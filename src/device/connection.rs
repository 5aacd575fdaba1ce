//! # Device Connection
//!
//! The physical link is owned by a [`Device`], which the job controller
//! holds and shares with nobody else.
//!
//! ## Locking
//!
//! | What | Primitive | Who waits |
//! |------|-----------|-----------|
//! | exclusive use (job / control op) | `AtomicBool` lease | nobody: a second caller gets `Busy` |
//! | the connection itself | `Mutex` | only the lease holder ever locks it |
//! | status snapshot | `RwLock` | readers never wait behind a burn |
//!
//! Status reads only touch the snapshot, so they proceed while a job is
//! streaming lines.

use std::sync::atomic::{AtomicBool, Ordering};
use std::sync::{Arc, Mutex, MutexGuard, RwLock};
use std::time::Instant;

use serde::Serialize;
use uuid::Uuid;

use crate::config::Config;
use crate::error::{JobError, TransportError};
use crate::transport::Transport;

/// Link state of the device connection.
#[derive(Debug, Clone, Copy, PartialEq, Eq, Serialize)]
#[serde(rename_all = "snake_case")]
pub enum ConnectionState {
    Disconnected,
    Connecting,
    /// Port open, handshake not (yet) verified
    Connected,
    /// Handshake acknowledged, firmware version known
    Verified,
    Error,
}

impl ConnectionState {
    #[inline]
    pub fn is_connected(self) -> bool {
        matches!(self, ConnectionState::Connected | ConnectionState::Verified)
    }
}

/// What currently holds the device.
#[derive(Debug, Clone, Copy, PartialEq, Eq, Serialize)]
#[serde(rename_all = "snake_case")]
pub enum OperationMode {
    Idle,
    Burning,
    Control,
}

/// The physical link: port identity, state, and the transport.
pub struct DeviceConnection {
    port: String,
    baud: u32,
    state: ConnectionState,
    firmware: Option<String>,
    last_motion: Option<Instant>,
    transport: Box<dyn Transport>,
}

impl DeviceConnection {
    pub fn new(port: impl Into<String>, baud: u32, transport: Box<dyn Transport>) -> Self {
        Self {
            port: port.into(),
            baud,
            state: ConnectionState::Disconnected,
            firmware: None,
            last_motion: None,
            transport,
        }
    }

    pub fn port(&self) -> &str {
        &self.port
    }

    pub fn baud(&self) -> u32 {
        self.baud
    }

    pub fn state(&self) -> ConnectionState {
        self.state
    }

    /// Last firmware version seen by a verified handshake.
    pub fn firmware(&self) -> Option<&str> {
        self.firmware.as_deref()
    }

    pub fn is_open(&self) -> bool {
        self.transport.is_open()
    }

    /// When the last motion command was written. Survives across leases so
    /// the settle delay holds between separate operations.
    pub fn last_motion(&self) -> Option<Instant> {
        self.last_motion
    }

    pub fn note_motion(&mut self, at: Instant) {
        self.last_motion = Some(at);
    }

    pub fn transport(&mut self) -> &mut dyn Transport {
        self.transport.as_mut()
    }

    pub fn set_state(&mut self, state: ConnectionState) {
        if self.state != state {
            log::debug!("Connection {:?} -> {:?}", self.state, state);
            self.state = state;
        }
    }

    pub fn mark_verified(&mut self, firmware: String) {
        self.firmware = Some(firmware);
        self.set_state(ConnectionState::Verified);
    }

    /// Open the port unless it already is.
    pub fn open(&mut self) -> Result<(), TransportError> {
        if self.transport.is_open() {
            return Ok(());
        }
        self.set_state(ConnectionState::Connecting);
        match self.transport.open(&self.port) {
            Ok(()) => {
                self.set_state(ConnectionState::Connected);
                Ok(())
            }
            Err(e) => {
                self.set_state(ConnectionState::Error);
                Err(e)
            }
        }
    }

    /// Close the port and forget the link.
    pub fn close(&mut self) {
        self.transport.close();
        self.set_state(ConnectionState::Disconnected);
    }

    /// Close after a link fault; state stays `Error` until the next open.
    pub fn fault(&mut self) {
        self.transport.close();
        self.set_state(ConnectionState::Error);
    }
}

/// Non-exclusive view of the device, cheap to clone and serialize.
#[derive(Debug, Clone, PartialEq, Eq, Serialize)]
pub struct StatusSnapshot {
    pub connected: bool,
    pub state: ConnectionState,
    pub port: String,
    pub mock: bool,
    pub dry_run: bool,
    pub firmware: Option<String>,
    pub mode: OperationMode,
    pub active_job: Option<Uuid>,
    pub max_width: u32,
    pub max_height: u32,
}

/// # Device
///
/// Owns the connection and arbitrates access to it.
///
/// ```
/// use std::sync::Arc;
/// use wainlux::config::Config;
/// use wainlux::device::{Device, DeviceConnection, OperationMode};
/// use wainlux::transport::MockTransport;
///
/// let config = Config::default();
/// let conn = DeviceConnection::new("mock", 115_200, Box::new(MockTransport::new()));
/// let device = Arc::new(Device::new(conn, &config));
///
/// let lease = device.try_lease(OperationMode::Control, None).unwrap();
/// assert!(device.try_lease(OperationMode::Control, None).is_err());
/// drop(lease);
/// assert!(device.try_lease(OperationMode::Control, None).is_ok());
/// ```
pub struct Device {
    leased: AtomicBool,
    connection: Mutex<DeviceConnection>,
    status: RwLock<StatusSnapshot>,
}

impl Device {
    pub fn new(connection: DeviceConnection, config: &Config) -> Self {
        let status = StatusSnapshot {
            connected: false,
            state: connection.state(),
            port: connection.port().to_string(),
            mock: config.mock,
            dry_run: config.dry_run,
            firmware: None,
            mode: OperationMode::Idle,
            active_job: None,
            max_width: config.spec.max_width,
            max_height: config.spec.max_height,
        };
        Self {
            leased: AtomicBool::new(false),
            connection: Mutex::new(connection),
            status: RwLock::new(status),
        }
    }

    /// Current snapshot. Never blocks behind a job and changes nothing.
    pub fn status(&self) -> StatusSnapshot {
        self.status
            .read()
            .unwrap_or_else(|p| p.into_inner())
            .clone()
    }

    pub fn is_busy(&self) -> bool {
        self.leased.load(Ordering::Acquire)
    }

    /// Take exclusive use of the device, or fail immediately.
    pub fn try_lease(
        self: &Arc<Self>,
        mode: OperationMode,
        job: Option<Uuid>,
    ) -> Result<DeviceLease, JobError> {
        if self
            .leased
            .compare_exchange(false, true, Ordering::AcqRel, Ordering::Acquire)
            .is_err()
        {
            return Err(JobError::Busy);
        }
        self.update_status(|s| {
            s.mode = mode;
            s.active_job = job;
        });
        Ok(DeviceLease {
            device: Arc::clone(self),
        })
    }

    fn update_status(&self, f: impl FnOnce(&mut StatusSnapshot)) {
        let mut status = self.status.write().unwrap_or_else(|p| p.into_inner());
        f(&mut status);
    }
}

/// Exclusive access to the device. Released on drop.
pub struct DeviceLease {
    device: Arc<Device>,
}

impl DeviceLease {
    /// Lock the connection. Only lease holders reach the mutex, so this
    /// never contends.
    pub fn connection(&self) -> MutexGuard<'_, DeviceConnection> {
        self.device
            .connection
            .lock()
            .unwrap_or_else(|p| p.into_inner())
    }

    /// Mirror the connection's state into the status snapshot.
    pub fn sync_status(&self, conn: &DeviceConnection) {
        self.device.update_status(|s| {
            s.state = conn.state();
            s.connected = conn.state().is_connected();
            s.firmware = conn.firmware().map(str::to_string);
        });
    }
}

impl Drop for DeviceLease {
    fn drop(&mut self) {
        self.device.update_status(|s| {
            s.mode = OperationMode::Idle;
            s.active_job = None;
        });
        self.device.leased.store(false, Ordering::Release);
    }
}

#[cfg(test)]
mod tests {
    use super::*;
    use crate::transport::MockTransport;

    fn device(mock: MockTransport) -> Arc<Device> {
        let conn = DeviceConnection::new("mock", 115_200, Box::new(mock));
        Arc::new(Device::new(conn, &Config::default()))
    }

    #[test]
    fn test_initial_status_disconnected() {
        let device = device(MockTransport::new());
        let status = device.status();
        assert!(!status.connected);
        assert_eq!(status.state, ConnectionState::Disconnected);
        assert_eq!(status.mode, OperationMode::Idle);
        assert_eq!(status.max_width, 1600);
    }

    #[test]
    fn test_lease_is_exclusive() {
        let device = device(MockTransport::new());
        let id = Uuid::new_v4();
        let lease = device.try_lease(OperationMode::Burning, Some(id)).unwrap();
        assert!(device.is_busy());
        assert!(matches!(
            device.try_lease(OperationMode::Control, None),
            Err(JobError::Busy)
        ));
        assert_eq!(device.status().active_job, Some(id));
        drop(lease);
        assert!(!device.is_busy());
        assert_eq!(device.status().mode, OperationMode::Idle);
    }

    #[test]
    fn test_open_and_sync() {
        let device = device(MockTransport::new());
        let lease = device.try_lease(OperationMode::Control, None).unwrap();
        {
            let mut conn = lease.connection();
            conn.open().unwrap();
            conn.mark_verified("v4.0.0".to_string());
            lease.sync_status(&conn);
        }
        let status = device.status();
        assert!(status.connected);
        assert_eq!(status.firmware.as_deref(), Some("v4.0.0"));
    }

    #[test]
    fn test_failed_open_sets_error() {
        let device = device(MockTransport::new().failing_open());
        let lease = device.try_lease(OperationMode::Control, None).unwrap();
        let mut conn = lease.connection();
        assert!(conn.open().is_err());
        assert_eq!(conn.state(), ConnectionState::Error);
    }
}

• **TASK DETAILS**
Exactly as written, repeat the lines from the start of the listing through the line containing "exclusive use (job", both included.

• **OUTPUT OF THE TASK**
filename src/device/connection.rs
repository 5aacd575fdaba1ce
//! # Device Connection
//!
//! The physical link is owned by a [`Device`], which the job controller
//! holds and shares with nobody else.
//!
//! ## Locking
//!
//! | What | Primitive | Who waits |
//! |------|-----------|-----------|
//! | exclusive use (job / control op) | `AtomicBool` lease | nobody: a second caller gets `Busy` |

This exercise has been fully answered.